« À pied d’œuvre » : entretien croisé entre Valérie Donzelli et Gilles Marchand

« À pied d’œuvre » : entretien croisé entre Valérie Donzelli et Gilles Marchand

03 février 2026
Cinéma
« À pied d’œuvre »
« À pied d’œuvre » réalisé par Valérie Donzelli Christine Tamalet

La cinéaste et son coscénariste travaillent ensemble depuis une vingtaine d’années. Ils évoquent leur adaptation du roman autobiographique de Franck Courtès, primée du Meilleur Scénario à la dernière Mostra de Venise.


Vous vous connaissez et travaillez ensemble depuis longtemps. Comment cette collaboration a-t-elle débuté ?

Valérie Donzelli : Il y a en effet vingt-six ans que nous nous connaissons. Quand j’ai commencé à écrire, j’ai naturellement montré mes textes à Gilles. Il m’a fait des retours et ce dès mes premiers courts métrages. (Elle se tourne vers Gilles Marchand.) C’est toi qui as trouvé le titre, Il fait beau dans la plus belle ville du monde. Gilles a logiquement suivi mon parcours : La Reine des pommes, La guerre est déclarée… Il a toujours été là, à chaque étape.

Gilles Marchand : Jusqu’à La guerre est déclarée, les choses étaient assez peu académiques, même si les films étaient bien écrits. C’est vraiment pour le troisième long métrage de Valérie, Main dans la main, produit par Édouard Weil, qu’apparaît mon nom au générique en tant que scénariste.

Votre collaboration repose-t-elle sur une méthode immuable ?

V.D : Chaque film a sa logique mais nous fonctionnons toujours un peu de la même manière. Pour La guerre est déclarée, par exemple, j’avais écrit énormément, presque 300 pages de scènes. L’écriture est allée assez vite parce que beaucoup de choses étaient déjà là, au fond de moi, déjà vécues et pensées. Avec Jérémie [Elkaïm, coauteur du film] nous étions portés par une énergie très forte.

G.M : Quand j’ai lu ce texte, j’ai ressenti cette énergie incroyable. En l’état, c’était trop long pour être un scénario, mais tout était déjà là.

Le scénario est une colonne vertébrale indispensable pour organiser le travail. Je réécris énormément. Je ne filme jamais le scénario.
Valérie Donzelli
Réalisatrice et scénariste

Venons-en à À pied d’œuvre. Qu’est-ce qui, malgré son apparente absence de dramaturgie classique, rendait le livre de Franck Courtès cinématographique ?

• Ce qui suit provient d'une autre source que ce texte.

// 🌳 Document Seam - the host page as the engine sees it
//
// The engine never owns the page. Everything it reads or writes goes through
// `HostDocument`, so the same reconciliation code runs against a browser
// binding or against `PageDocument`, the in-memory arena used by the CLI,
// the terminal demo and the tests.

use crate::error::DomError;
use std::collections::HashMap;

// ============================================================================
// NODE IDENTITY
// ============================================================================

#[derive(Debug, Clone, Copy, PartialEq, Eq, Hash, PartialOrd, Ord)]
pub struct NodeId(usize);

impl NodeId {
    pub fn from_raw(raw: usize) -> Self {
        NodeId(raw)
    }
}

impl std::fmt::Display for NodeId {
    fn fmt(&self, f: &mut std::fmt::Formatter<'_>) -> std::fmt::Result {
        write!(f, "#{}", self.0)
    }
}

// ============================================================================
// LISTENERS
// ============================================================================

/// Click behaviour attached to a node.
///
/// Handlers are data, not closures: the session interprets them while
/// dispatching a click, which keeps the document free of engine state.
#[derive(Debug, Clone, Copy, PartialEq, Eq)]
pub enum Listener {
    /// Swallows the click before it reaches ancestors
    StopPropagation,
    /// Adds the nearest row to the selection and re-renders the summary
    ToggleSelection,
    /// Re-runs reconciliation
    Refresh,
    /// Behaviour owned by the host page (expand row, open details, ...)
    HostRowClick,
}

// ============================================================================
// DOCUMENT TRAIT
// ============================================================================

pub trait HostDocument {
    fn root(&self) -> NodeId;

    fn body(&self) -> Option<NodeId>;

    /// Descendants of `scope` carrying `class`, in document order. `scope`
    /// itself is not included.
    fn select_all(&self, scope: NodeId, class: &str) -> Vec<NodeId>;

    fn select_first(&self, scope: NodeId, class: &str) -> Option<NodeId> {
        self.select_all(scope, class).into_iter().next()
    }

    /// First attached element whose `id` attribute equals `id`
    fn element_by_id(&self, id: &str) -> Option<NodeId>;

    fn parent(&self, node: NodeId) -> Option<NodeId>;

    fn has_class(&self, node: NodeId, class: &str) -> bool;

    /// Nearest inclusive ancestor carrying `class`
    fn closest(&self, node: NodeId, class: &str) -> Option<NodeId> {
        let mut current = Some(node);
        while let Some(candidate) = current {
            if self.has_class(candidate, class) {
                return Some(candidate);
            }
            current = self.parent(candidate);
        }
        None
    }

    fn tag(&self, node: NodeId) -> Option<String>;

    fn attr(&self, node: NodeId, name: &str) -> Option<String>;

    fn set_attr(&mut self, node: NodeId, name: &str, value: &str) -> Result<(), DomError>;

    /// Text content of the node and all its descendants
    fn text(&self, node: NodeId) -> Option<String>;

    fn set_text(&mut self, node: NodeId, text: &str) -> Result<(), DomError>;

    fn checked(&self, node: NodeId) -> bool;

    fn set_checked(&mut self, node: NodeId, checked: bool) -> Result<(), DomError>;

    /// Creates a detached element. `class` may hold several space-separated names.
    fn create_element(&mut self, tag: &str, class: &str) -> NodeId;

    fn append_child(&mut self, parent: NodeId, child: NodeId) -> Result<(), DomError>;

    fn prepend_child(&mut self, parent: NodeId, child: NodeId) -> Result<(), DomError>;

    /// Detaches the node (and its subtree) from its parent
    fn remove(&mut self, node: NodeId) -> Result<(), DomError>;

    fn add_listener(&mut self, node: NodeId, listener: Listener) -> Result<(), DomError>;

    fn listeners(&self, node: NodeId) -> Vec<Listener>;

    fn is_attached(&self, node: NodeId) -> bool;

    /// Bumped on every change; the readiness detector watches it
    fn mutation_count(&self) -> u64;
}

// ============================================================================
// IN-MEMORY DOCUMENT
// ============================================================================

#[derive(Debug, Clone)]
struct Element {
    tag: String,
    classes: Vec<String>,
    attrs: HashMap<String, String>,
    text: String,
    checked: bool,
    listeners: Vec<Listener>,
}

#[derive(Debug, Clone)]
enum NodeKind {
    Document,
    Element(Element),
}

#[derive(Debug, Clone)]
struct Node {
    parent: Option<NodeId>,
    children: Vec<NodeId>,
    kind: NodeKind,
}

/// Arena-backed document. Removed nodes stay in the arena, unreachable from
/// the root, the way a browser keeps detached nodes alive while referenced.
#[derive(Debug, Clone)]
pub struct PageDocument {
    nodes: Vec<Node>,
    root: NodeId,
    body: NodeId,
    mutations: u64,
}

impl PageDocument {
    /// Empty document holding just a `<body>`
    pub fn new() -> Self {
        let mut doc = PageDocument {
            nodes: vec![Node {
                parent: None,
                children: Vec::new(),
                kind: NodeKind::Document,
            }],
            root: NodeId(0),
            body: NodeId(0),
            mutations: 0,
        };

        let body = doc.create_element("body", "");
        doc.nodes[0].children.push(body);
        doc.nodes[body.0].parent = Some(doc.root);
        doc.body = body;
        doc.mutations = 0;
        doc
    }

    /// Creates an element and appends it under `parent` in one step
    pub fn element(&mut self, parent: NodeId, tag: &str, class: &str) -> Result<NodeId, DomError> {
        let node = self.create_element(tag, class);
        self.append_child(parent, node)?;
        Ok(node)
    }

    /// Same as `element`, with text content
    pub fn text_element(
        &mut self,
        parent: NodeId,
        tag: &str,
        class: &str,
        text: &str,
    ) -> Result<NodeId, DomError> {
        let node = self.element(parent, tag, class)?;
        self.set_text(node, text)?;
        Ok(node)
    }

    pub fn children(&self, node: NodeId) -> Vec<NodeId> {
        self.nodes
            .get(node.0)
            .map(|n| n.children.clone())
            .unwrap_or_default()
    }

    /// Compact markup of a subtree, for debugging and assertions
    pub fn markup(&self, node: NodeId) -> String {
        let mut out = String::new();
        self.write_markup(node, &mut out);
        out
    }

    fn write_markup(&self, node: NodeId, out: &mut String) {
        let Some(n) = self.nodes.get(node.0) else {
            return;
        };

        match &n.kind {
            NodeKind::Document => {
                for child in &n.children {
                    self.write_markup(*child, out);
                }
            }
            NodeKind::Element(el) => {
                out.push('<');
                out.push_str(&el.tag);
                if !el.classes.is_empty() {
                    out.push_str(&format!(" class=\"{}\"", el.classes.join(" ")));
                }
                let mut attrs: Vec<_> = el.attrs.iter().collect();
                attrs.sort();
                for (name, value) in attrs {
                    out.push_str(&format!(" {}=\"{}\"", name, value));
                }
                if el.checked {
                    out.push_str(" checked");
                }
                out.push('>');
                out.push_str(&el.text);
                for child in &n.children {
                    self.write_markup(*child, out);
                }
                out.push_str(&format!("</{}>", el.tag));
            }
        }
    }

    fn element_ref(&self, node: NodeId) -> Option<&Element> {
        match self.nodes.get(node.0).map(|n| &n.kind) {
            Some(NodeKind::Element(el)) => Some(el),
            _ => None,
        }
    }

    fn element_mut(&mut self, node: NodeId) -> Result<&mut Element, DomError> {
        match self.nodes.get_mut(node.0).map(|n| &mut n.kind) {
            Some(NodeKind::Element(el)) => Ok(el),
            Some(NodeKind::Document) => Err(DomError::NotAnElement(node)),
            None => Err(DomError::UnknownNode(node)),
        }
    }

    fn check_node(&self, node: NodeId) -> Result<(), DomError> {
        if node.0 < self.nodes.len() {
            Ok(())
        } else {
            Err(DomError::UnknownNode(node))
        }
    }

    /// Preorder walk of everything below `scope`
    fn descendants(&self, scope: NodeId) -> Vec<NodeId> {
        let mut out = Vec::new();
        let mut stack: Vec<NodeId> = match self.nodes.get(scope.0) {
            Some(n) => n.children.iter().rev().copied().collect(),
            None => return out,
        };

        while let Some(node) = stack.pop() {
            out.push(node);
            stack.extend(self.nodes[node.0].children.iter().rev().copied());
        }

        out
    }

    fn is_ancestor_or_self(&self, candidate: NodeId, node: NodeId) -> bool {
        let mut current = Some(node);
        while let Some(n) = current {
            if n == candidate {
                return true;
            }
            current = self.nodes.get(n.0).and_then(|x| x.parent);
        }
        false
    }

    fn insert(&mut self, parent: NodeId, child: NodeId, at_front: bool) -> Result<(), DomError> {
        self.check_node(parent)?;
        self.element_mut(child)?;
        if self.is_ancestor_or_self(child, parent) {
            return Err(DomError::CycleRejected { parent, child });
        }

        self.detach(child);
        let children = &mut self.nodes[parent.0].children;
        if at_front {
            children.insert(0, child);
        } else {
            children.push(child);
        }
        self.nodes[child.0].parent = Some(parent);
        self.mutations += 1;
        Ok(())
    }

    fn detach(&mut self, node: NodeId) {
        if let Some(parent) = self.nodes[node.0].parent.take() {
            self.nodes[parent.0].children.retain(|c| *c != node);
        }
    }

    fn collect_text(&self, node: NodeId, out: &mut String) {
        if let Some(el) = self.element_ref(node) {
            out.push_str(&el.text);
        }
        for child in &self.nodes[node.0].children {
            self.collect_text(*child, out);
        }
    }
}

impl Default for PageDocument {
    fn default() -> Self {
        Self::new()
    }
}

impl HostDocument for PageDocument {
    fn root(&self) -> NodeId {
        self.root
    }

    fn body(&self) -> Option<NodeId> {
        Some(self.body).filter(|b| self.is_attached(*b))
    }

    fn select_all(&self, scope: NodeId, class: &str) -> Vec<NodeId> {
        self.descendants(scope)
            .into_iter()
            .filter(|n| self.has_class(*n, class))
            .collect()
    }

    fn element_by_id(&self, id: &str) -> Option<NodeId> {
        if id.is_empty() {
            return None;
        }
        self.descendants(self.root).into_iter().find(|n| {
            self.element_ref(*n)
                .and_then(|el| el.attrs.get("id"))
                .is_some_and(|v| v == id)
        })
    }

    fn parent(&self, node: NodeId) -> Option<NodeId> {
        self.nodes.get(node.0).and_then(|n| n.parent)
    }

    fn has_class(&self, node: NodeId, class: &str) -> bool {
        self.element_ref(node)
            .is_some_and(|el| el.classes.iter().any(|c| c == class))
    }

    fn tag(&self, node: NodeId) -> Option<String> {
        self.element_ref(node).map(|el| el.tag.clone())
    }

    fn attr(&self, node: NodeId, name: &str) -> Option<String> {
        self.element_ref(node).and_then(|el| el.attrs.get(name).cloned())
    }

    fn set_attr(&mut self, node: NodeId, name: &str, value: &str) -> Result<(), DomError> {
        let el = self.element_mut(node)?;
        el.attrs.insert(name.to_string(), value.to_string());
        self.mutations += 1;
        Ok(())
    }

    fn text(&self, node: NodeId) -> Option<String> {
        self.element_ref(node)?;
        let mut out = String::new();
        self.collect_text(node, &mut out);
        Some(out)
    }

    fn set_text(&mut self, node: NodeId, text: &str) -> Result<(), DomError> {
        let el = self.element_mut(node)?;
        el.text = text.to_string();
        self.mutations += 1;
        Ok(())
    }

    fn checked(&self, node: NodeId) -> bool {
        self.element_ref(node).is_some_and(|el| el.checked)
    }

    fn set_checked(&mut self, node: NodeId, checked: bool) -> Result<(), DomError> {
        let el = self.element_mut(node)?;
        if el.checked != checked {
            el.checked = checked;
            self.mutations += 1;
        }
        Ok(())
    }

    fn create_element(&mut self, tag: &str, class: &str) -> NodeId {
        let id = NodeId(self.nodes.len());
        self.nodes.push(Node {
            parent: None,
            children: Vec::new(),
            kind: NodeKind::Element(Element {
                tag: tag.to_string(),
                classes: class.split_whitespace().map(String::from).collect(),
                attrs: HashMap::new(),
                text: String::new(),
                checked: false,
                listeners: Vec::new(),
            }),
        });
        id
    }

    fn append_child(&mut self, parent: NodeId, child: NodeId) -> Result<(), DomError> {
        self.insert(parent, child, false)
    }

    fn prepend_child(&mut self, parent: NodeId, child: NodeId) -> Result<(), DomError> {
        self.insert(parent, child, true)
    }

    fn remove(&mut self, node: NodeId) -> Result<(), DomError> {
        self.element_mut(node)?;
        if self.nodes[node.0].parent.is_some() {
            self.detach(node);
            self.mutations += 1;
        }
        Ok(())
    }

    fn add_listener(&mut self, node: NodeId, listener: Listener) -> Result<(), DomError> {
        self.element_mut(node)?.listeners.push(listener);
        Ok(())
    }

    fn listeners(&self, node: NodeId) -> Vec<Listener> {
        self.element_ref(node)
            .map(|el| el.listeners.clone())
            .unwrap_or_default()
    }

    fn is_attached(&self, node: NodeId) -> bool {
        self.check_node(node).is_ok() && self.is_ancestor_or_self(self.root, node)
    }

    fn mutation_count(&self) -> u64 {
        self.mutations
    }
}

V.D : Franck a écrit une œuvre littéraire. Or, quand j’adapte un livre, je l’interprète comme un acteur peut le faire d’un texte. Mon outil, c’est le cinéma. Le film et le livre sont deux objets très différents. Je n’ai pas filmé le livre. La possibilité d’un film vient d’un processus d’identification. Franck partage et ressent des choses que je reconnais : la difficulté de créer et de produire une œuvre avec ses hauts et ses bas. Même si je n’ai pas connu la précarité comme lui, je reconnaissais cette lutte. Paul Marquet [le héros du film] est devenu une sorte de double masculin pour moi.

G.M : L’adaptation est toujours une interprétation. Ce n’est pas très différent de partir de souvenirs personnels, d’une matière documentaire ou d’un vécu. Il y avait malgré tout quelque chose dans le livre de Franck Courtès qui appelait le cinéma : un personnage en prise avec son époque, avec des idéaux, une tension intérieure. D’ailleurs, si plusieurs cinéastes se sont intéressés à ce récit, c’est bien qu’il contenait déjà cette promesse. Chaque film aurait été radicalement différent aussi bien formellement que narrativement.

V.D : Prenez la scène du chevreuil, par exemple. Dans le livre elle est très cinématographique. Je me suis dit immédiatement que ce serait magnifique à filmer. Or l’incarner à l’écran s’est avéré très complexe. Si dans le livre c’est une séquence réaliste écrite au présent, dans mon film ça devient presque une image mentale, un récit dans le récit. C’est une autre manière de faire exister cette image.

Pourquoi parlez-vous davantage d’« interprétation » que d’« adaptation » ?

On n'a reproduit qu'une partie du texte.